Chirac dénonce la «provocation» des caricatures

Prêche anti-caricatures en Indonésie. L'émotion, dans le monde musulman, ne retombe pas.  (Photo: AFP)
Prêche anti-caricatures en Indonésie. L'émotion, dans le monde musulman, ne retombe pas.
(Photo: AFP)
Le chef de l'Etat français a réagi à la republication des 12 caricatures de Mahomet par l’hebdomadaire satirique Charlie Hebdo, en condamnant les « provocations manifestes susceptibles d’attiser dangereusement les passions ». Ce message s’adresse aux musulmans de France et du monde entier, mais également à la presse. Au même moment, un journal iranien lance un concours de caricatures sur l’Holocauste des juifs pendant la Seconde Guerre mondiale.

Quel est le seuil de tolérance et d’indignation de l’opinion publique? Jusqu’où la liberté d’expression peut-elle aller? Les questions et les prises de position affluent depuis la publication controversée des caricatures de Mahomet, par un journal danois le 30 septembre. Or les seuils de tolérance sont très variables, selon les pays, les époques et les sujets (islam, catholicisme, homosexualité, nanisme, Tziganes, Juifs…). Le chercheur au CNRS Olivier Roy parle d’ailleurs de « géopolitique de l’indignation », un « deux poids et deux mesures » en quelque sorte. En France, la republication mercredi 8 février des dessins satiriques de Mahomet par l’hebdomadaire Charlie Hebdo, qui a d’ailleurs triplé ses ventes avec cet événement (400 000 exemplaires), a fait sortir le chef de l’Etat français de sa réserve.

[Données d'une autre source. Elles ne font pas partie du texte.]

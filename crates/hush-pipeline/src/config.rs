//! Pipeline configuration.

use std::path::PathBuf;
use std::time::Duration;

use hush_media::PcmFormat;

/// Pipeline configuration.
#[derive(Debug, Clone)]
pub struct PipelineConfig {
    /// Directory holding the temporary files of in-flight runs
    pub scratch_dir: PathBuf,
    /// FFmpeg binary
    pub ffmpeg_path: String,
    /// Enhancement engine program
    pub enhancer_program: String,
    /// Arguments placed before the engine's input and output paths
    pub enhancer_args: Vec<String>,
    /// Timeout for each FFmpeg stage
    pub stage_timeout: Duration,
    /// Timeout for the enhancement stage
    pub enhance_timeout: Duration,
    /// Pause after the engine exits before its output is checked
    pub enhance_settle: Duration,
    /// Maximum runs executing at once
    pub max_concurrent_runs: usize,
    /// Extraction sample rate in Hz
    pub sample_rate: u32,
    /// Extraction channel count
    pub channels: u16,
}

impl Default for PipelineConfig {
    fn default() -> Self {
        Self {
            scratch_dir: PathBuf::from("/tmp/hush"),
            ffmpeg_path: "ffmpeg".to_string(),
            enhancer_program: "python3.11".to_string(),
            enhancer_args: vec!["scripts/enhance_audio.py".to_string()],
            stage_timeout: Duration::from_secs(600),
            enhance_timeout: Duration::from_secs(1800),
            enhance_settle: Duration::from_secs(1),
            max_concurrent_runs: 2,
            sample_rate: 44_100,
            channels: 2,
        }
    }
}

impl PipelineConfig {
    /// Create config from environment variables.
    pub fn from_env() -> Self {
        let defaults = Self::default();

        Self {
            scratch_dir: std::env::var("HUSH_SCRATCH_DIR")
                .map(PathBuf::from)
                .unwrap_or(defaults.scratch_dir),
            ffmpeg_path: std::env::var("HUSH_FFMPEG_PATH").unwrap_or(defaults.ffmpeg_path),
            enhancer_program: std::env::var("HUSH_ENHANCER_PROGRAM")
                .unwrap_or(defaults.enhancer_program),
            enhancer_args: std::env::var("HUSH_ENHANCER_ARGS")
                .map(|s| s.split_whitespace().map(String::from).collect())
                .unwrap_or(defaults.enhancer_args),
            stage_timeout: Duration::from_secs(
                std::env::var("HUSH_STAGE_TIMEOUT_SECS")
                    .ok()
                    .and_then(|s| s.parse().ok())
                    .unwrap_or(600),
            ),
            enhance_timeout: Duration::from_secs(
                std::env::var("HUSH_ENHANCE_TIMEOUT_SECS")
                    .ok()
                    .and_then(|s| s.parse().ok())
                    .unwrap_or(1800),
            ),
            enhance_settle: Duration::from_millis(
                std::env::var("HUSH_ENHANCE_SETTLE_MS")
                    .ok()
                    .and_then(|s| s.parse().ok())
                    .unwrap_or(1000),
            ),
            max_concurrent_runs: std::env::var("HUSH_MAX_RUNS")
                .ok()
                .and_then(|s| s.parse().ok())
                .filter(|n| *n > 0)
                .unwrap_or(defaults.max_concurrent_runs),
            sample_rate: std::env::var("HUSH_SAMPLE_RATE")
                .ok()
                .and_then(|s| s.parse().ok())
                .unwrap_or(defaults.sample_rate),
            channels: std::env::var("HUSH_CHANNELS")
                .ok()
                .and_then(|s| s.parse().ok())
                .unwrap_or(defaults.channels),
        }
    }

    /// PCM layout for the extraction stage.
    pub fn pcm_format(&self) -> PcmFormat {
        PcmFormat {
            sample_rate: self.sample_rate,
            channels: self.channels,
            ..PcmFormat::default()
        }
    }
}
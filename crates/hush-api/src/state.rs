//! Application state.

use std::sync::Arc;

use hush_media::check_program;
use hush_metadata::RestMetadataStore;
use hush_pipeline::{Orchestrator, PipelineConfig, UploadGateway};
use hush_storage::S3BlobStore;
use tracing::{info, warn};

use crate::auth::{Authenticator, JwtAuthenticator};
use crate::config::ApiConfig;

/// Shared application state.
#[derive(Clone)]
pub struct AppState {
    pub config: ApiConfig,
    pub orchestrator: Orchestrator,
    pub auth: Arc<dyn Authenticator>,
}

impl AppState {
    pub fn new(config: ApiConfig, orchestrator: Orchestrator, auth: Arc<dyn Authenticator>) -> Self {
        Self {
            config,
            orchestrator,
            auth,
        }
    }

    /// Build the production backends from the environment.
    pub fn from_env(config: ApiConfig) -> anyhow::Result<Self> {
        let blobs = S3BlobStore::from_env()?;
        info!(bucket = %blobs.bucket(), "Object store configured");

        let metadata = RestMetadataStore::from_env()?;
        info!(table = %metadata.table(), "Metadata store configured");

        let pipeline_config = PipelineConfig::from_env();
        info!(
            scratch_dir = %pipeline_config.scratch_dir.display(),
            max_runs = pipeline_config.max_concurrent_runs,
            "Pipeline configured"
        );
        for program in [&pipeline_config.ffmpeg_path, &pipeline_config.enhancer_program] {
            if let Err(e) = check_program(program) {
                warn!("{}; uploads will fail until it is installed", e);
            }
        }

        let gateway = UploadGateway::new(Arc::new(blobs), Arc::new(metadata));
        let orchestrator = Orchestrator::from_config(&pipeline_config, gateway);
        let auth = JwtAuthenticator::from_env()?;

        Ok(Self::new(config, orchestrator, Arc::new(auth)))
    }
}
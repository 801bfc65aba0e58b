//! Axum API server binary.

use std::net::SocketAddr;

use anyhow::Context;
use tracing::{info, warn};
use tracing_subscriber::{fmt, prelude::*, EnvFilter};

use hush_api::{create_router, metrics, ApiConfig, AppState};

#[tokio::main]
async fn main() -> anyhow::Result<()> {
    dotenvy::dotenv().ok();

    init_tracing()?;

    // rustls 0.23+ needs a process-wide crypto provider
    if rustls::crypto::ring::default_provider()
        .install_default()
        .is_err()
    {
        warn!("A rustls crypto provider was already installed");
    }

    info!("Starting hush-api");

    let config = ApiConfig::from_env();
    info!("API config: host={}, port={}", config.host, config.port);

    let state = AppState::from_env(config.clone()).context("Failed to create application state")?;

    let metrics_enabled = std::env::var("METRICS_ENABLED")
        .map(|v| v == "true" || v == "1")
        .unwrap_or(true);

    let metrics_handle = if metrics_enabled {
        info!("Prometheus metrics enabled at /metrics");
        Some(metrics::init_metrics().context("Failed to install Prometheus recorder")?)
    } else {
        None
    };

    let app = create_router(state, metrics_handle);

    let addr: SocketAddr = format!("{}:{}", config.host, config.port)
        .parse()
        .context("Invalid bind address")?;

    info!("Listening on {}", addr);

    let listener = tokio::net::TcpListener::bind(addr)
        .await
        .with_context(|| format!("Failed to bind {}", addr))?;
    axum::serve(
        listener,
        app.into_make_service_with_connect_info::<SocketAddr>(),
    )
    .with_graceful_shutdown(shutdown_signal())
    .await?;

    info!("Server shutdown complete");
    Ok(())
}

/// Colored output for development, JSON when `LOG_FORMAT=json`.
fn init_tracing() -> anyhow::Result<()> {
    let use_json = std::env::var("LOG_FORMAT")
        .map(|v| v.eq_ignore_ascii_case("json"))
        .unwrap_or(false);

    let env_filter = EnvFilter::try_from_default_env()
        .unwrap_or_else(|_| EnvFilter::new("info"))
        .add_directive("hush=info".parse()?);

    if use_json {
        tracing_subscriber::registry()
            .with(fmt::layer().json())
            .with(env_filter)
            .init();
    } else {
        tracing_subscriber::registry()
            .with(fmt::layer().with_ansi(true).with_target(true))
            .with(env_filter)
            .init();
    }

    Ok(())
}

async fn shutdown_signal() {
    if let Err(e) = tokio::signal::ctrl_c().await {
        warn!("Failed to listen for shutdown signal: {}", e);
        std::future::pending::<()>().await;
    }
    info!("Received shutdown signal");
}
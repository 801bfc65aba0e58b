//! Metadata store metrics.

use metrics::{counter, histogram};

/// Metric name constants for consistency.
pub mod names {
    /// Total metadata requests by operation and status.
    pub const REQUESTS_TOTAL: &str = "metadata_requests_total";

    /// Request latency in seconds by operation.
    pub const LATENCY_SECONDS: &str = "metadata_latency_seconds";
}

/// Record metrics for a completed metadata request.
pub fn record_request(operation: &str, status: u16, latency_ms: f64) {
    counter!(
        names::REQUESTS_TOTAL,
        "operation" => operation.to_string(),
        "status" => status.to_string()
    )
    .increment(1);

    histogram!(
        names::LATENCY_SECONDS,
        "operation" => operation.to_string()
    )
    .record(latency_ms / 1000.0);
}

#[cfg(test)]
mod tests {
    use super::*;

    #[test]
    fn test_metric_names() {
        assert!(names::REQUESTS_TOTAL.starts_with("metadata_"));
        assert!(names::LATENCY_SECONDS.contains("latency"));
    }
}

Jacques Chirac a tranché. Il a fixé les limites de la liberté de la presse en la matière, tout en rappelant que « le principe de la liberté d‘expression constitue un des fondements de la République » qui repose sur « la tolérance » et « le respect de toutes les croyances ». En Conseil des ministres mercredi, le président de la République française a « condamné » ce qui est de nature à faire émerger des « provocations manifestes susceptibles d’attiser dangereusement les passions ». Ce qu’il avait déjà fait, vendredi, à la sortie de sa rencontre avec Dalil Boubakeur, recteur de la Grande Mosquée de Paris et président du Conseil français du culte musulman (CFCM). Alors que Boubakeur demandait aux musulmans de « ne pas céder à la provocation », Chirac avait appelé chacun « au plus grand esprit de responsabilité, de respect et de mesure pour éviter tout ce qui peut blesser les convictions d’autrui ». Il avait rappelé à l’occasion de cet entretien que « la France, pays de laïcité, respecte toutes les religions et toutes les croyances ».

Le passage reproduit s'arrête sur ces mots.